Task
Transcribe exactly the lines that fall between the one holding "pub fn new()" and the one holding "let kind = EventKind::from_wire(event_type)", inclusive, from the entries below.

Collected data
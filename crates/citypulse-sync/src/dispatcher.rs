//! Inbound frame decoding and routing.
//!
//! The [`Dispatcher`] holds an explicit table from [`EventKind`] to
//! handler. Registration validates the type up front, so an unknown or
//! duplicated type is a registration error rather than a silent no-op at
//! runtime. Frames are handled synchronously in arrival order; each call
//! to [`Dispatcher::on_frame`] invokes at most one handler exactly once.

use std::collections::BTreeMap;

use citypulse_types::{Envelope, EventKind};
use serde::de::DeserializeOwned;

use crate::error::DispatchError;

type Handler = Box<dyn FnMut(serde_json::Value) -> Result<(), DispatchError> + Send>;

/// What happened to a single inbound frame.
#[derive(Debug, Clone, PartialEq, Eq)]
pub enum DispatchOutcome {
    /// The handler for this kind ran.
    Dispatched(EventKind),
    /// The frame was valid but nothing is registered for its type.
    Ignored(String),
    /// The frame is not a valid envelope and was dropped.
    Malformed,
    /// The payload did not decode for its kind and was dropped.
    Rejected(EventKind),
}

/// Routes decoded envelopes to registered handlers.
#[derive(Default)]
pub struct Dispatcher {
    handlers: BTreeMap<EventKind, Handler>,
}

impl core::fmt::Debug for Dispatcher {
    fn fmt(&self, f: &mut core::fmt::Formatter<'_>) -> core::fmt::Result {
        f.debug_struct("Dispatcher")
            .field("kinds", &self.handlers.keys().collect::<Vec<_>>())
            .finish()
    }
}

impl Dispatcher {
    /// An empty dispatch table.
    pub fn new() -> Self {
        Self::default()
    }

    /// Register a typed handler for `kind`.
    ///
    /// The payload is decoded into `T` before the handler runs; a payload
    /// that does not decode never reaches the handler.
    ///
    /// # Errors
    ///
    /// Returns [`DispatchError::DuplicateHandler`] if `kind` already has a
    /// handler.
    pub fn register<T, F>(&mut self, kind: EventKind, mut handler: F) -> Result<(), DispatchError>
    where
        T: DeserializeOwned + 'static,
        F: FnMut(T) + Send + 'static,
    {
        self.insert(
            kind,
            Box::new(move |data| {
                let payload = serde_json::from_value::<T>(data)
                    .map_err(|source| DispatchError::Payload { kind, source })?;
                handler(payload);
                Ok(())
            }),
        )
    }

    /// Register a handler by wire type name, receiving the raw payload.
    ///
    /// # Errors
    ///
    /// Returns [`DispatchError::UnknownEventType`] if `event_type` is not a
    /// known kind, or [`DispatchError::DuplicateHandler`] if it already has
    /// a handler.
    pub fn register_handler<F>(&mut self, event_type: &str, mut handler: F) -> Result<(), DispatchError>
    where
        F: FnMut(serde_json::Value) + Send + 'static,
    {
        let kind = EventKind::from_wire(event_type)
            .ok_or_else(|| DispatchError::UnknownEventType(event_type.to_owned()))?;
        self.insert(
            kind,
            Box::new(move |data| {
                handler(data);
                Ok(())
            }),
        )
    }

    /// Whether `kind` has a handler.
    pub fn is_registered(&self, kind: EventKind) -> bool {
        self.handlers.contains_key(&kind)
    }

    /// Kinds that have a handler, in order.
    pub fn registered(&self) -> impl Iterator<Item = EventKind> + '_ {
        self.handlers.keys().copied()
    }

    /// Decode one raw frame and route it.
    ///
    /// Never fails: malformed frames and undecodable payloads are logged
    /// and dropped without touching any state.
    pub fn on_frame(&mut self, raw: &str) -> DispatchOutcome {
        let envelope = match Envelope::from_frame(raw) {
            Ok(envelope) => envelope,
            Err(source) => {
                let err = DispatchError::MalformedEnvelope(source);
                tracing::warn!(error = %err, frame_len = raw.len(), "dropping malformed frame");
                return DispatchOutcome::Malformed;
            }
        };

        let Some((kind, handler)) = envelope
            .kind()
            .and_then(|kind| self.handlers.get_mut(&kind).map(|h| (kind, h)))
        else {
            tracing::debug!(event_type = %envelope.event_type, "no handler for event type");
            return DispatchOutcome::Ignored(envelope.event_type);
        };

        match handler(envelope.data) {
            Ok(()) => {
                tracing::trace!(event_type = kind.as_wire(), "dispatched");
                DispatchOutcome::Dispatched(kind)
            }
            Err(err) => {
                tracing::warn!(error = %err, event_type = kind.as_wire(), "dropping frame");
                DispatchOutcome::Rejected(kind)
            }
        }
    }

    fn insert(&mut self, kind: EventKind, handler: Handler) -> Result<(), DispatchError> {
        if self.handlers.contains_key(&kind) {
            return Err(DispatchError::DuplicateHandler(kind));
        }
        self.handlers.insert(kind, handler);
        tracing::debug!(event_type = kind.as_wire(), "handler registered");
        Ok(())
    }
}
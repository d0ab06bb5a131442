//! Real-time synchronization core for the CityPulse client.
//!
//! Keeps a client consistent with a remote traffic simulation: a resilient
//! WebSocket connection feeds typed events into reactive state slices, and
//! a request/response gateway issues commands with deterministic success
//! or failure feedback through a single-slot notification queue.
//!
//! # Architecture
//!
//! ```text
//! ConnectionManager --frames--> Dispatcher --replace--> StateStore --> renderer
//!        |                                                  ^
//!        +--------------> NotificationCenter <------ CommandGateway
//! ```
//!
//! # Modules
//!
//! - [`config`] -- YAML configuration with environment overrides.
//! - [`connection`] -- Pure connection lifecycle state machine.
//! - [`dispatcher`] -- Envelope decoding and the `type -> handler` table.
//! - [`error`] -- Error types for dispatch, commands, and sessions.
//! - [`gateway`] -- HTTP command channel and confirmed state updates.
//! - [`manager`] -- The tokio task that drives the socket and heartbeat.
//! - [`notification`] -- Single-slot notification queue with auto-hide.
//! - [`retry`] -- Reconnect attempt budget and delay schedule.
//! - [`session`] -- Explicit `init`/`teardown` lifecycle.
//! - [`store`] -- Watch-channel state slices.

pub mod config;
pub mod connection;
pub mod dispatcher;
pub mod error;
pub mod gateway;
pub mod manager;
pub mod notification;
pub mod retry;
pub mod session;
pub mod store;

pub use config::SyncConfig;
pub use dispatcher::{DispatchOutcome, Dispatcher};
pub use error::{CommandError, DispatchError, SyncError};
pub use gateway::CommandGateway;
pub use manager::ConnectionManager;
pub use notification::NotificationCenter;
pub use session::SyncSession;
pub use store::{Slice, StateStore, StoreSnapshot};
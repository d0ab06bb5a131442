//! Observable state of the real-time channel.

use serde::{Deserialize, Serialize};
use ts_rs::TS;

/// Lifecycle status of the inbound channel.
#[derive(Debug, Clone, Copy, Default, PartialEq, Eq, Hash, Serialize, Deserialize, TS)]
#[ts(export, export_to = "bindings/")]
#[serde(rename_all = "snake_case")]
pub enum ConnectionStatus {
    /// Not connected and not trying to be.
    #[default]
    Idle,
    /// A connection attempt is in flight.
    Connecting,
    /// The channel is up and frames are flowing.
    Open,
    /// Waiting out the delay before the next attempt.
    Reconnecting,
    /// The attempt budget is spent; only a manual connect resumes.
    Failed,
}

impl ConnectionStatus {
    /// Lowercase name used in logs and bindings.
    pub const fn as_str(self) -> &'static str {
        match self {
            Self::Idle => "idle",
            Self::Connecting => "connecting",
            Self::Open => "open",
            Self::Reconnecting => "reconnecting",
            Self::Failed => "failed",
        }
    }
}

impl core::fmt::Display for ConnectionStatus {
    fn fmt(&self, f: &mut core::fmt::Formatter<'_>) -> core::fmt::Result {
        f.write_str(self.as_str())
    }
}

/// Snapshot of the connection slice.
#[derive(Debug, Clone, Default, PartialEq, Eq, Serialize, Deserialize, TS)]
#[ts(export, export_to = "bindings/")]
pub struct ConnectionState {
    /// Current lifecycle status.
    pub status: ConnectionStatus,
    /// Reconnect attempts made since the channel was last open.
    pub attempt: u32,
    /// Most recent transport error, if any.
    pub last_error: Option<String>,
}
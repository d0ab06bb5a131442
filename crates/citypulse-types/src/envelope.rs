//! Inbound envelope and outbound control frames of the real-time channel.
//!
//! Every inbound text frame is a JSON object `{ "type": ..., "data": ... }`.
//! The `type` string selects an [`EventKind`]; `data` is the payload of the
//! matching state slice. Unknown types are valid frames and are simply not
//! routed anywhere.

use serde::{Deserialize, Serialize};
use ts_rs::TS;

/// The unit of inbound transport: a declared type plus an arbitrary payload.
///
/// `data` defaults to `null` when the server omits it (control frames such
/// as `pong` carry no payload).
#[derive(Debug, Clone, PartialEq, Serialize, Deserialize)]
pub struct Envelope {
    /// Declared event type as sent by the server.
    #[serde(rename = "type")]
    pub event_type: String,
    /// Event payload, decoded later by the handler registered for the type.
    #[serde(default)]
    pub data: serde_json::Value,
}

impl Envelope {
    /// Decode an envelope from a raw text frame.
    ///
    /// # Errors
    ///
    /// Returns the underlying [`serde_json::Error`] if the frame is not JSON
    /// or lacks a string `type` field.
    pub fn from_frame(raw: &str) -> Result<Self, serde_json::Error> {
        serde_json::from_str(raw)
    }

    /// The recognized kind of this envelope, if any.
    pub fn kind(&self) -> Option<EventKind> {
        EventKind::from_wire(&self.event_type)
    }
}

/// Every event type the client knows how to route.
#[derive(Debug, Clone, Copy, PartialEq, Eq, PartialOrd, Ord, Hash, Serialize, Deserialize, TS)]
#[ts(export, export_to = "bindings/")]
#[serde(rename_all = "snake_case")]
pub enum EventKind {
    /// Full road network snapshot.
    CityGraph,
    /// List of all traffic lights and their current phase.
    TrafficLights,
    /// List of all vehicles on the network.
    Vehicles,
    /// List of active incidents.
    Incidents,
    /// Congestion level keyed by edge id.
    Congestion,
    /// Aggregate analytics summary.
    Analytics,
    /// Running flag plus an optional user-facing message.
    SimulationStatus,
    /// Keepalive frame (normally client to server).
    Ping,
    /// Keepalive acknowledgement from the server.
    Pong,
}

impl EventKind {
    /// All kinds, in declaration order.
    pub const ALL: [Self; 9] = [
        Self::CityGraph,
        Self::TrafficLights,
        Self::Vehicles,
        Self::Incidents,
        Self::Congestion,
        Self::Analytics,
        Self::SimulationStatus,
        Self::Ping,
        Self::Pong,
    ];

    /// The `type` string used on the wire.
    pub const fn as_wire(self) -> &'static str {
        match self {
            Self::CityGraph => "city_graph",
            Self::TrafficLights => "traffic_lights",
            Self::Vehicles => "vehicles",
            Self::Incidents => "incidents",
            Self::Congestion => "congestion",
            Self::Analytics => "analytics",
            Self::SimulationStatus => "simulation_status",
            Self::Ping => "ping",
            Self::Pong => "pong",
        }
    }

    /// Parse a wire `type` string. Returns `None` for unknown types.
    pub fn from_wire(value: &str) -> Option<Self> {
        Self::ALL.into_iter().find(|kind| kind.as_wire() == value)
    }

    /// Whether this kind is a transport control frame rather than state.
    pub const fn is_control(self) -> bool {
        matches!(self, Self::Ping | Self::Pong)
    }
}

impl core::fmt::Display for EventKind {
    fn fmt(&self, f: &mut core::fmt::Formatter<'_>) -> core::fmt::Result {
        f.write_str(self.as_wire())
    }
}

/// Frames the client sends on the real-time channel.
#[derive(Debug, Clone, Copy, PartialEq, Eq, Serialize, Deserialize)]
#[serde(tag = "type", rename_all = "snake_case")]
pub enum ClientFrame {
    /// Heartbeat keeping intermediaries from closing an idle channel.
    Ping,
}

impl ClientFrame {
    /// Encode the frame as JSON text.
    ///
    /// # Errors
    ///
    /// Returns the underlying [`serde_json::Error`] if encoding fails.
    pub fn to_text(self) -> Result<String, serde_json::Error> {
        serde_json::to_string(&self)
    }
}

Expected answer
    pub fn new() -> Self {
        Self::default()
    }

    /// Register a typed handler for `kind`.
    ///
    /// The payload is decoded into `T` before the handler runs; a payload
    /// that does not decode never reaches the handler.
    ///
    /// # Errors
    ///
    /// Returns [`DispatchError::DuplicateHandler`] if `kind` already has a
    /// handler.
    pub fn register<T, F>(&mut self, kind: EventKind, mut handler: F) -> Result<(), DispatchError>
    where
        T: DeserializeOwned + 'static,
        F: FnMut(T) + Send + 'static,
    {
        self.insert(
            kind,
            Box::new(move |data| {
                let payload = serde_json::from_value::<T>(data)
                    .map_err(|source| DispatchError::Payload { kind, source })?;
                handler(payload);
                Ok(())
            }),
        )
    }

    /// Register a handler by wire type name, receiving the raw payload.
    ///
    /// # Errors
    ///
    /// Returns [`DispatchError::UnknownEventType`] if `event_type` is not a
    /// known kind, or [`DispatchError::DuplicateHandler`] if it already has
    /// a handler.
    pub fn register_handler<F>(&mut self, event_type: &str, mut handler: F) -> Result<(), DispatchError>
    where
        F: FnMut(serde_json::Value) + Send + 'static,
    {
        let kind = EventKind::from_wire(event_type)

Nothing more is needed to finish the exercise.